Dataset entries:
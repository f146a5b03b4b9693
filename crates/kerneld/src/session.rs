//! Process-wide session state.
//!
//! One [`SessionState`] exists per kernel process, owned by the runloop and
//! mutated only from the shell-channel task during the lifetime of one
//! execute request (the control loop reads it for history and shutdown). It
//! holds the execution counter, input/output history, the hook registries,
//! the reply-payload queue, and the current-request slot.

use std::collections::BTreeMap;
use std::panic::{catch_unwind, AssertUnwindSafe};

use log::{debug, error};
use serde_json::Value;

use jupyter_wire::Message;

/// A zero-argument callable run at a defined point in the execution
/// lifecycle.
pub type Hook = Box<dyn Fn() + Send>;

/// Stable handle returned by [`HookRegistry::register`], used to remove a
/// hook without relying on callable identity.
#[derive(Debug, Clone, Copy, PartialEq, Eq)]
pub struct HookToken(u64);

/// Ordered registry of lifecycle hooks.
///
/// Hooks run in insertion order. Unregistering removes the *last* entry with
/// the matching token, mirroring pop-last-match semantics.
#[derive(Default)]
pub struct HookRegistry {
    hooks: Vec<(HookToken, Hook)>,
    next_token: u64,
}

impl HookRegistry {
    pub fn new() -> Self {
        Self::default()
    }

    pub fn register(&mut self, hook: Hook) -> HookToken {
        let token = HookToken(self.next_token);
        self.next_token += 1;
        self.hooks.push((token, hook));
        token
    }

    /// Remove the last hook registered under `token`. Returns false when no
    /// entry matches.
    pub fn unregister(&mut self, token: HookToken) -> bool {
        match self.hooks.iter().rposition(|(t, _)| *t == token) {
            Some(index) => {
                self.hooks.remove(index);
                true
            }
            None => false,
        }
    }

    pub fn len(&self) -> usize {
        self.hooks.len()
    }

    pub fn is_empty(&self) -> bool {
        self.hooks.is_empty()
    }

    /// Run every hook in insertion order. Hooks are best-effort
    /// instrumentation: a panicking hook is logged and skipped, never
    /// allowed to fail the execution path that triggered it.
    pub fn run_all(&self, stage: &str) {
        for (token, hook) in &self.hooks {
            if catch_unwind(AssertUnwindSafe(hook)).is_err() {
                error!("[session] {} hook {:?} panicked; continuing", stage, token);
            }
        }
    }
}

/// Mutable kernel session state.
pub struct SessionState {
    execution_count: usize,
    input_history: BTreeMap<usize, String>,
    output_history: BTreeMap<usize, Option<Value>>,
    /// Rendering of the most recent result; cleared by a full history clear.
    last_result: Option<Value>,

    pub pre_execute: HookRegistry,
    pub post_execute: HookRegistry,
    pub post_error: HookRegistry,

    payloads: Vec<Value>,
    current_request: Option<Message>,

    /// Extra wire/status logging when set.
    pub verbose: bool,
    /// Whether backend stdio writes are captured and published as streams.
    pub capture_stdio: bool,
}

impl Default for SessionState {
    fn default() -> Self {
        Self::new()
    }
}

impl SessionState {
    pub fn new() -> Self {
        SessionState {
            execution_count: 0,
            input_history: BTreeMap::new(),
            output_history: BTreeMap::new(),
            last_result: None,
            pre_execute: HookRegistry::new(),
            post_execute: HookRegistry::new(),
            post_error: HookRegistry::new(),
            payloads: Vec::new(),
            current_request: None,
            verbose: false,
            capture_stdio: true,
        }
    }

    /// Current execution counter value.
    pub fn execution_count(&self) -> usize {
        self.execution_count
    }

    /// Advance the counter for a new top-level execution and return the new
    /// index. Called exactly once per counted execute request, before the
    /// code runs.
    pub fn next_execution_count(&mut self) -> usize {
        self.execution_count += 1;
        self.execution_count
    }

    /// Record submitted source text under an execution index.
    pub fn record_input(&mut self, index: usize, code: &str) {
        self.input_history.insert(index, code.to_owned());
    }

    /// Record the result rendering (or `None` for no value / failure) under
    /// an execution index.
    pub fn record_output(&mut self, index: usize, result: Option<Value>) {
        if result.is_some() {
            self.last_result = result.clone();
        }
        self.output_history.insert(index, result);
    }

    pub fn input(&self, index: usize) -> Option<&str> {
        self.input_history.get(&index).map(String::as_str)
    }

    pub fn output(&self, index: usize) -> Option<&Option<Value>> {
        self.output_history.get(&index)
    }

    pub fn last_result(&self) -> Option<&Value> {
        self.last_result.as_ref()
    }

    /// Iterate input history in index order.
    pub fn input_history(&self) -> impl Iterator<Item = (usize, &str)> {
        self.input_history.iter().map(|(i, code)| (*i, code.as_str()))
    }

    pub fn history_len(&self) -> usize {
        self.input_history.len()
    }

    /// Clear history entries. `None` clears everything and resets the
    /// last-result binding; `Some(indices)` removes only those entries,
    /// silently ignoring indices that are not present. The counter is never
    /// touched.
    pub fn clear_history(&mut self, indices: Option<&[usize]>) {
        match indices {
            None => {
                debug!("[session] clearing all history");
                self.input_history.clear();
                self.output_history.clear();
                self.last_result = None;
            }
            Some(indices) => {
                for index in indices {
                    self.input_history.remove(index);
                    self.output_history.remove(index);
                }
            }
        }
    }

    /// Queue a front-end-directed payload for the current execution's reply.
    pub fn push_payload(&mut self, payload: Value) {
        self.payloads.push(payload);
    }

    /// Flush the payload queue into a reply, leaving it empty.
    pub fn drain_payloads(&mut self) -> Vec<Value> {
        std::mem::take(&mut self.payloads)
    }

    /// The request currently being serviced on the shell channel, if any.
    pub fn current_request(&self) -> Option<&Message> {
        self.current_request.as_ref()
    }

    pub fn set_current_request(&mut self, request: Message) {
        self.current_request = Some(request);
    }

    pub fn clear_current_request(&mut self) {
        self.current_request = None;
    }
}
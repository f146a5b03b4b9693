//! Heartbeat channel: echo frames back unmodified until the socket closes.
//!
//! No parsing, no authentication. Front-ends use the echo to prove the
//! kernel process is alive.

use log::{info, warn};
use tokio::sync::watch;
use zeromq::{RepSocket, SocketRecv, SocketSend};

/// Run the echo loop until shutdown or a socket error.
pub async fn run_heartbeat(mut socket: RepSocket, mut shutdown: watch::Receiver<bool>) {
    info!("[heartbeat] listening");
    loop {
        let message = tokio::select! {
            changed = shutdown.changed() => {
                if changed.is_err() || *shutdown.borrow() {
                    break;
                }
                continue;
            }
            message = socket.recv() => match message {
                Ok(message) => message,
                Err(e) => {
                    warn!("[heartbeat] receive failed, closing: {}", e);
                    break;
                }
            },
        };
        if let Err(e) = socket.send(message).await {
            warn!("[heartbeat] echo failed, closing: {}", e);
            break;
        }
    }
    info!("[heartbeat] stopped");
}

Directions:
All that belongs in the answer is an exact copy of the lines from the start of the records above through the line with "use serde_json::Value;".

Written response:
repository f146a5b03b4b9693
filename crates/kerneld/src/session.rs
//! Process-wide session state.
//!
//! One [`SessionState`] exists per kernel process, owned by the runloop and
//! mutated only from the shell-channel task during the lifetime of one
//! execute request (the control loop reads it for history and shutdown). It
//! holds the execution counter, input/output history, the hook registries,
//! the reply-payload queue, and the current-request slot.

use std::collections::BTreeMap;
use std::panic::{catch_unwind, AssertUnwindSafe};

use log::{debug, error};
use serde_json::Value;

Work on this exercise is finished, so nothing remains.